## Study material
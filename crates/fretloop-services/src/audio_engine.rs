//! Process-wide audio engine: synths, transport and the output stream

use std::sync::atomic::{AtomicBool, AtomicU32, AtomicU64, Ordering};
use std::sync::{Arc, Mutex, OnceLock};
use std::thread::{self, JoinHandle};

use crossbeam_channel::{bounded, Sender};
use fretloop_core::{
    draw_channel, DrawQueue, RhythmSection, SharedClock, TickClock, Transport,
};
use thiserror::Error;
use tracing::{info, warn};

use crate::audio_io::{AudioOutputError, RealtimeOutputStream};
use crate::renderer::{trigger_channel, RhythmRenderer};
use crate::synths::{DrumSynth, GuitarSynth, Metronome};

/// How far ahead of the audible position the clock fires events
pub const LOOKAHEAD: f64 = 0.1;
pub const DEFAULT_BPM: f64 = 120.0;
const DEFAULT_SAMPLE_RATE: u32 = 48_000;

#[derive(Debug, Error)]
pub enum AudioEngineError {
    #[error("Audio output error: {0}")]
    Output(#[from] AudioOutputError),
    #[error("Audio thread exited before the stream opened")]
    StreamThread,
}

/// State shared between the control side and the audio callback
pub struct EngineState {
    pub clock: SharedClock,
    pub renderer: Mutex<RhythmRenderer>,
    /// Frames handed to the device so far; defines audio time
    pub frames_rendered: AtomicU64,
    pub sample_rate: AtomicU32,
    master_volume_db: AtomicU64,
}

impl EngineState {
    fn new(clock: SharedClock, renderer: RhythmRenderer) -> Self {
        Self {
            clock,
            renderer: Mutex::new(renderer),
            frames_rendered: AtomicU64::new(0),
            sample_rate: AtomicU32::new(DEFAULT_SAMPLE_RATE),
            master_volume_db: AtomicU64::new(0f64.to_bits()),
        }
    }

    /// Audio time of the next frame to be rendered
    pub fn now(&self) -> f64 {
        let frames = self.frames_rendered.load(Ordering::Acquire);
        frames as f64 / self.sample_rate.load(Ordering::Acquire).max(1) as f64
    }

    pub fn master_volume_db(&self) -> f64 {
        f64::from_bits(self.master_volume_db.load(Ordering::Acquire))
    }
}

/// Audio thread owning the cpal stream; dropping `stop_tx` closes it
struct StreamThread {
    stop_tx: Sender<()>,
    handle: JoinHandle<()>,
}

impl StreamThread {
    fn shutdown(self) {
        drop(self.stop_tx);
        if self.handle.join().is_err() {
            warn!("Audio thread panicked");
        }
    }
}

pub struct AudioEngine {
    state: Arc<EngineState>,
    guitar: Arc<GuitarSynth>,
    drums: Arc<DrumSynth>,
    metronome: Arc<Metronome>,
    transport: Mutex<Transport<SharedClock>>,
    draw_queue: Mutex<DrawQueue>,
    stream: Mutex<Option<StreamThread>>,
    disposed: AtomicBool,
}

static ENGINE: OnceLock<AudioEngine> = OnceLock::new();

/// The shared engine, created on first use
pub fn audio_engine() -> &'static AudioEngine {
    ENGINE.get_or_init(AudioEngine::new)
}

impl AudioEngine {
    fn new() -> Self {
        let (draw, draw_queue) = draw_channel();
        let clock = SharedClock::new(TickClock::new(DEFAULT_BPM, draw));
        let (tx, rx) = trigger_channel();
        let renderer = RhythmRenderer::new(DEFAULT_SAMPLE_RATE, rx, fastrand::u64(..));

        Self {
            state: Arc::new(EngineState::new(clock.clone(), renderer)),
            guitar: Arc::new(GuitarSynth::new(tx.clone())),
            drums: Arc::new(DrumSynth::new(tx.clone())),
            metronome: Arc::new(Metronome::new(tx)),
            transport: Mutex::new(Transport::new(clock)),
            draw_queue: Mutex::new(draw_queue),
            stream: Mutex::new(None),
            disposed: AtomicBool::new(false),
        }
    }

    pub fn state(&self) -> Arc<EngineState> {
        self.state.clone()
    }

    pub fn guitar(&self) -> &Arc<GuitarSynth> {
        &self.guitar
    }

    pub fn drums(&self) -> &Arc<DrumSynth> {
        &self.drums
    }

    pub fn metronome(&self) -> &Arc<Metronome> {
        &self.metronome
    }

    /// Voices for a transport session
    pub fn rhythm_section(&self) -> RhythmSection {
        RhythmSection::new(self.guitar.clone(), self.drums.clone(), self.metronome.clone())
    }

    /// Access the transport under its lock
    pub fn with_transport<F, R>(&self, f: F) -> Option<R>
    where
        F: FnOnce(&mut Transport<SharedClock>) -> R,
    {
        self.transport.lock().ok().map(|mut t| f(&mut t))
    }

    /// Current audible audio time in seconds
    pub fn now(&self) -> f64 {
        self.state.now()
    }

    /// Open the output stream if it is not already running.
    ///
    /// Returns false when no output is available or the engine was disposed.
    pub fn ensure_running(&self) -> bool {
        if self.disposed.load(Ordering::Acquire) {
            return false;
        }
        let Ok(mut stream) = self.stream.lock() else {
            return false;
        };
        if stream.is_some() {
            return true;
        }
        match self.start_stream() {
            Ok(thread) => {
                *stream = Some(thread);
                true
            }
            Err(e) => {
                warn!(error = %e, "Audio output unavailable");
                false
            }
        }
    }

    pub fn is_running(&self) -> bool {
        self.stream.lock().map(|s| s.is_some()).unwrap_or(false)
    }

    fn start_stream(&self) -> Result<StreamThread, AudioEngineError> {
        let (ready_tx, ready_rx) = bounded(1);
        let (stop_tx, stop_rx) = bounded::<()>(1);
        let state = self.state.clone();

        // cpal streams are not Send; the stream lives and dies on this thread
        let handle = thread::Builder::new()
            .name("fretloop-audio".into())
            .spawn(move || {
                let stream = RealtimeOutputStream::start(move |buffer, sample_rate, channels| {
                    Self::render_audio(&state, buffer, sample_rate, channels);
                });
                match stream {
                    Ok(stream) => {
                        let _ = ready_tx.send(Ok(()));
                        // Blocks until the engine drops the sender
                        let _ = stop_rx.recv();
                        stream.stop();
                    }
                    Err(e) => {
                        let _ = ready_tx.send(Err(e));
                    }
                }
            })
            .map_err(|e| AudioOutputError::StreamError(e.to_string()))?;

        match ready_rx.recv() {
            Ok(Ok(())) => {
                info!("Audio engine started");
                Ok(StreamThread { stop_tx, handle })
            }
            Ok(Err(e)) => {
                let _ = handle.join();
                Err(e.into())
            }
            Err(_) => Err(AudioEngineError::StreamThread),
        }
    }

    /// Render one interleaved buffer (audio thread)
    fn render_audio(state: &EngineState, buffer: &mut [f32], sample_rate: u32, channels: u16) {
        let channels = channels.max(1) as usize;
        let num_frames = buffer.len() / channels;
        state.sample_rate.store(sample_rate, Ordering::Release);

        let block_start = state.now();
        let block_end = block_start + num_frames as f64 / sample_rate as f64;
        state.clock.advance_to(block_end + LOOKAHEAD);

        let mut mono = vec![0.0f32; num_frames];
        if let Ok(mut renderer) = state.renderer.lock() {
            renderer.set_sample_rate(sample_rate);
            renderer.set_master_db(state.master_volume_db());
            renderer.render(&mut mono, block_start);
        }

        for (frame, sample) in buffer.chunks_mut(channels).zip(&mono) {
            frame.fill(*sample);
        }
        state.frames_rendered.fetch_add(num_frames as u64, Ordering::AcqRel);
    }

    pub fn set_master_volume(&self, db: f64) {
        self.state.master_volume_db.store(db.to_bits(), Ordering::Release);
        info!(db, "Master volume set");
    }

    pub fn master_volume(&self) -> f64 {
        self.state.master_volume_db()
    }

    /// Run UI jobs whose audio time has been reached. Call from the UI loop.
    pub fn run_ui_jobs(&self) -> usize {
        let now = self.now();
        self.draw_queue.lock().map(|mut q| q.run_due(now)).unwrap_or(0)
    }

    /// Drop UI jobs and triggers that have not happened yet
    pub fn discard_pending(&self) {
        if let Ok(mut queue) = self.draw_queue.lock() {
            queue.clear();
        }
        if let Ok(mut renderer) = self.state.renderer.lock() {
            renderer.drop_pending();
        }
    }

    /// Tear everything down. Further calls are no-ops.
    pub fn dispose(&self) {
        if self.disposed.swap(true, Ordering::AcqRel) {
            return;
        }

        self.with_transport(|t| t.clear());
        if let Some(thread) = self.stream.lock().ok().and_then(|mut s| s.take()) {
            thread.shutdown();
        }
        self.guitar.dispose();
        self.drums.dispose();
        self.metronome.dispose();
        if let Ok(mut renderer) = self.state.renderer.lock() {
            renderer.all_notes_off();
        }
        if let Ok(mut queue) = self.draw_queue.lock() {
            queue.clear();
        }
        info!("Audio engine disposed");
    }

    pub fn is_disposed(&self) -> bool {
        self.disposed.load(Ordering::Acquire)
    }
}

## Work to complete
Look over the listing and return each line that holds "AudioEngineError".

## Problem solution
pub enum AudioEngineError {
    fn start_stream(&self) -> Result<StreamThread, AudioEngineError> {
            Err(_) => Err(AudioEngineError::StreamThread),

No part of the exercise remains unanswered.